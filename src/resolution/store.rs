//! Overlay persistence.
//!
//! Provides the [`ResolutionStore`] trait, a JSON file implementation used by the
//! CLI, and an in-memory implementation for tests and embedding. The overlay is
//! the only mutable state in Chronicle; every change goes through
//! [`ResolutionStore::modify`], a load-modify-save cycle.

use anyhow::{Context, Result};
use fs2::FileExt;
use serde::Deserialize;
use std::ffi::OsString;
use std::fs::{File, OpenOptions};
use std::path::{Path, PathBuf};
use std::sync::Mutex;
use tracing::{debug, warn};

use super::types::{Overlay, Resolution};

/// Storage for the resolution overlay.
///
/// Loading never fails on absent or damaged data: unreadable entries are
/// skipped and the rest load. Saving reports every failure.
pub trait ResolutionStore: Send + Sync {
    /// Read the full overlay. Missing data loads as empty; damaged entries are skipped.
    fn load(&self) -> Result<Overlay>;

    /// Replace the stored overlay atomically.
    fn save(&self, overlay: &Overlay) -> Result<()>;

    /// Load, apply `f`, and save if the overlay changed.
    ///
    /// File-backed implementations hold an exclusive lock for the whole cycle,
    /// so concurrent writers (threads or processes) never lose an update.
    fn modify<T, F>(&self, f: F) -> Result<T>
    where
        Self: Sized,
        F: FnOnce(&mut Overlay) -> T,
    {
        modify_unlocked(self, f)
    }
}

fn modify_unlocked<S, T, F>(store: &S, f: F) -> Result<T>
where
    S: ResolutionStore + ?Sized,
    F: FnOnce(&mut Overlay) -> T,
{
    let original = store.load()?;
    let mut overlay = original.clone();
    let out = f(&mut overlay);
    if overlay != original {
        store.save(&overlay)?;
    }
    Ok(out)
}

/// Overlay stored as a single pretty-printed JSON document.
///
/// Writers serialize on an exclusive lock of the sidecar `<file>.lock`. A file
/// that held damaged entries is copied to `<file>.corrupt` before it is first
/// rewritten.
#[derive(Debug)]
pub struct JsonFileStore {
    path: PathBuf,
}

/// Wire shape read leniently, one entry at a time.
#[derive(Deserialize)]
struct RawOverlay {
    #[serde(default)]
    resolutions: Vec<serde_json::Value>,
}

/// Result of reading the overlay file.
struct ReadOverlay {
    overlay: Overlay,
    /// The file exists but some or all of it could not be read.
    damaged: bool,
}

/// Held for the duration of a `modify`; unlocks on drop.
struct OverlayLock {
    file: File,
}

impl Drop for OverlayLock {
    fn drop(&mut self) {
        let _ = FileExt::unlock(&self.file);
    }
}

/// `<path>.<suffix>`, keeping the original extension.
fn sidecar(path: &Path, suffix: &str) -> PathBuf {
    let mut name = OsString::from(path.as_os_str());
    name.push(".");
    name.push(suffix);
    PathBuf::from(name)
}

fn ensure_parent(path: &Path) -> Result<()> {
    if let Some(parent) = path.parent() {
        if !parent.as_os_str().is_empty() {
            std::fs::create_dir_all(parent)
                .with_context(|| format!("failed to create directory {}", parent.display()))?;
        }
    }
    Ok(())
}

impl JsonFileStore {
    pub fn new(path: impl Into<PathBuf>) -> Self {
        Self { path: path.into() }
    }

    pub fn path(&self) -> &Path {
        &self.path
    }

    pub fn lock_path(&self) -> PathBuf {
        sidecar(&self.path, "lock")
    }

    /// Where a damaged overlay is preserved before being rewritten.
    pub fn backup_path(&self) -> PathBuf {
        sidecar(&self.path, "corrupt")
    }

    fn acquire_lock(&self) -> Result<OverlayLock> {
        let lock_path = self.lock_path();
        ensure_parent(&lock_path)?;
        let file = OpenOptions::new()
            .create(true)
            .read(true)
            .write(true)
            .truncate(false)
            .open(&lock_path)
            .with_context(|| format!("failed to open overlay lock {}", lock_path.display()))?;
        FileExt::lock_exclusive(&file)
            .with_context(|| format!("failed to lock overlay {}", lock_path.display()))?;
        Ok(OverlayLock { file })
    }

    fn read(&self) -> ReadOverlay {
        let contents = match std::fs::read_to_string(&self.path) {
            Ok(contents) => contents,
            Err(e) if e.kind() == std::io::ErrorKind::NotFound => {
                debug!(path = %self.path.display(), "no overlay file, starting empty");
                return ReadOverlay {
                    overlay: Overlay::default(),
                    damaged: false,
                };
            }
            Err(e) => {
                warn!(path = %self.path.display(), error = %e, "unreadable overlay, treating as empty");
                return ReadOverlay {
                    overlay: Overlay::default(),
                    damaged: true,
                };
            }
        };

        let raw: RawOverlay = match serde_json::from_str(&contents) {
            Ok(raw) => raw,
            Err(e) => {
                warn!(path = %self.path.display(), error = %e, "corrupt overlay, treating as empty");
                return ReadOverlay {
                    overlay: Overlay::default(),
                    damaged: true,
                };
            }
        };

        let mut overlay = Overlay::default();
        let mut damaged = false;
        for (index, value) in raw.resolutions.into_iter().enumerate() {
            match serde_json::from_value::<Resolution>(value) {
                Ok(resolution) => overlay.upsert(resolution),
                Err(e) => {
                    warn!(path = %self.path.display(), index, error = %e, "skipping unreadable resolution");
                    damaged = true;
                }
            }
        }
        ReadOverlay { overlay, damaged }
    }

    fn back_up_damaged(&self) -> Result<()> {
        let backup = self.backup_path();
        std::fs::copy(&self.path, &backup).with_context(|| {
            format!("failed to preserve damaged overlay as {}", backup.display())
        })?;
        warn!(
            path = %self.path.display(),
            backup = %backup.display(),
            "damaged overlay preserved before rewrite"
        );
        Ok(())
    }
}

impl ResolutionStore for JsonFileStore {
    fn load(&self) -> Result<Overlay> {
        Ok(self.read().overlay)
    }

    /// Write to `<file>.tmp` then rename over the target.
    fn save(&self, overlay: &Overlay) -> Result<()> {
        ensure_parent(&self.path)?;

        let json = serde_json::to_string_pretty(overlay).context("failed to serialize overlay")?;
        let tmp_path = self.path.with_extension("json.tmp");
        std::fs::write(&tmp_path, json)
            .with_context(|| format!("failed to write temp overlay {}", tmp_path.display()))?;
        std::fs::rename(&tmp_path, &self.path)
            .with_context(|| format!("failed to replace overlay {}", self.path.display()))?;

        debug!(path = %self.path.display(), resolutions = overlay.len(), "overlay saved");
        Ok(())
    }

    fn modify<T, F>(&self, f: F) -> Result<T>
    where
        Self: Sized,
        F: FnOnce(&mut Overlay) -> T,
    {
        let _lock = self.acquire_lock()?;

        let ReadOverlay {
            overlay: original,
            damaged,
        } = self.read();
        let mut overlay = original.clone();
        let out = f(&mut overlay);
        if overlay != original {
            if damaged && self.path.exists() {
                self.back_up_damaged()?;
            }
            self.save(&overlay)?;
        }
        Ok(out)
    }
}

/// Overlay held in memory. Nothing touches the filesystem.
#[derive(Debug, Default)]
pub struct MemoryStore {
    overlay: Mutex<Overlay>,
    saves: Mutex<usize>,
}

impl MemoryStore {
    pub fn new() -> Self {
        Self::default()
    }

    pub fn with_overlay(overlay: Overlay) -> Self {
        Self {
            overlay: Mutex::new(overlay),
            saves: Mutex::new(0),
        }
    }

    /// Number of times the overlay has been written.
    pub fn save_count(&self) -> usize {
        self.saves.lock().map(|n| *n).unwrap_or(0)
    }
}

impl ResolutionStore for MemoryStore {
    fn load(&self) -> Result<Overlay> {
        let overlay = self
            .overlay
            .lock()
            .map_err(|_| anyhow::anyhow!("overlay lock poisoned"))?;
        Ok(overlay.clone())
    }

    fn save(&self, overlay: &Overlay) -> Result<()> {
        let mut current = self
            .overlay
            .lock()
            .map_err(|_| anyhow::anyhow!("overlay lock poisoned"))?;
        *current = overlay.clone();
        if let Ok(mut saves) = self.saves.lock() {
            *saves += 1;
        }
        Ok(())
    }
}

#[cfg(test)]
mod tests {
    use super::*;
    use crate::pending::PendingKey;
    use crate::resolution::types::{Resolution, ResolutionMethod};
    use chrono::Utc;
    use tempfile::TempDir;

    fn resolution(text: &str) -> Resolution {
        Resolution {
            pending_key: PendingKey::new("demo", text),
            pending_text: text.to_string(),
            project: "demo".to_string(),
            resolved_by: "manual".to_string(),
            resolved_at: Utc::now(),
            thread: None,
            method: ResolutionMethod::Explicit,
        }
    }

    #[test]
    fn test_missing_file_loads_empty() {
        let tmp = TempDir::new().unwrap();
        let store = JsonFileStore::new(tmp.path().join("resolutions.json"));
        assert!(store.load().unwrap().is_empty());
    }

    #[test]
    fn test_corrupt_file_loads_empty() {
        let tmp = TempDir::new().unwrap();
        let path = tmp.path().join("resolutions.json");
        std::fs::write(&path, "{ this is not json").unwrap();
        let store = JsonFileStore::new(&path);
        assert!(store.load().unwrap().is_empty());
    }

    #[test]
    fn test_save_creates_parent_and_leaves_no_temp() {
        let tmp = TempDir::new().unwrap();
        let path = tmp.path().join("nested").join("resolutions.json");
        let store = JsonFileStore::new(&path);

        let mut overlay = Overlay::default();
        overlay.upsert(resolution("Add unit tests"));
        store.save(&overlay).unwrap();

        assert!(path.exists());
        assert!(!path.with_extension("json.tmp").exists());
        assert_eq!(store.load().unwrap(), overlay);
    }

    #[test]
    fn test_modify_skips_save_when_unchanged() {
        let store = MemoryStore::new();
        let removed = store
            .modify(|overlay| overlay.remove(&PendingKey::new("demo", "nothing")))
            .unwrap();
        assert!(!removed);
        assert_eq!(store.save_count(), 0);

        store.modify(|overlay| overlay.upsert(resolution("x"))).unwrap();
        assert_eq!(store.save_count(), 1);
        assert_eq!(store.load().unwrap().len(), 1);
    }

    #[test]
    fn test_corrupt_file_replaced_on_write() {
        let tmp = TempDir::new().unwrap();
        let path = tmp.path().join("resolutions.json");
        std::fs::write(&path, "garbage").unwrap();
        let store = JsonFileStore::new(&path);

        store.modify(|overlay| overlay.upsert(resolution("x"))).unwrap();

        let reloaded: Overlay =
            serde_json::from_str(&std::fs::read_to_string(&path).unwrap()).unwrap();
        assert_eq!(reloaded.len(), 1);
        assert_eq!(std::fs::read_to_string(store.backup_path()).unwrap(), "garbage");
    }

    #[test]
    fn test_bad_entry_does_not_drop_valid_ones() {
        let tmp = TempDir::new().unwrap();
        let path = tmp.path().join("resolutions.json");
        let mut good = Overlay::default();
        good.upsert(resolution("a"));
        let mut doc = serde_json::to_value(&good).unwrap();
        let mut bad = doc["resolutions"][0].clone();
        bad["pendingKey"] = serde_json::json!("demo::b");
        bad["method"] = serde_json::json!("manual");
        doc["resolutions"].as_array_mut().unwrap().push(bad);
        let original = serde_json::to_string_pretty(&doc).unwrap();
        std::fs::write(&path, &original).unwrap();

        let store = JsonFileStore::new(&path);
        assert_eq!(store.load().unwrap().len(), 1);

        store.modify(|overlay| overlay.upsert(resolution("c"))).unwrap();

        let overlay = store.load().unwrap();
        assert!(overlay.contains(&PendingKey::new("demo", "a")));
        assert!(overlay.contains(&PendingKey::new("demo", "c")));
        assert_eq!(overlay.len(), 2);
        assert_eq!(std::fs::read_to_string(store.backup_path()).unwrap(), original);
    }

    #[test]
    fn test_clean_file_gets_no_backup() {
        let tmp = TempDir::new().unwrap();
        let store = JsonFileStore::new(tmp.path().join("resolutions.json"));
        store.modify(|overlay| overlay.upsert(resolution("a"))).unwrap();
        store.modify(|overlay| overlay.upsert(resolution("b"))).unwrap();
        assert!(!store.backup_path().exists());
        assert!(store.lock_path().exists());
    }

    #[test]
    fn test_concurrent_writers_lose_nothing() {
        let tmp = TempDir::new().unwrap();
        let path = tmp.path().join("resolutions.json");

        let handles: Vec<_> = (0..8)
            .map(|i| {
                let path = path.clone();
                std::thread::spawn(move || {
                    // a separate store per writer, like separate CLI invocations
                    let store = JsonFileStore::new(path);
                    store
                        .modify(|overlay| overlay.upsert(resolution(&format!("item {i}"))))
                        .unwrap();
                })
            })
            .collect();
        for handle in handles {
            handle.join().unwrap();
        }

        assert_eq!(JsonFileStore::new(&path).load().unwrap().len(), 8);
    }
}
=-=-=
Problem details » Your answer should reproduce each line of the listing that holds the word "data".

The completed task »
/// Loading never fails on absent or damaged data: unreadable entries are
    /// Read the full overlay. Missing data loads as empty; damaged entries are skipped.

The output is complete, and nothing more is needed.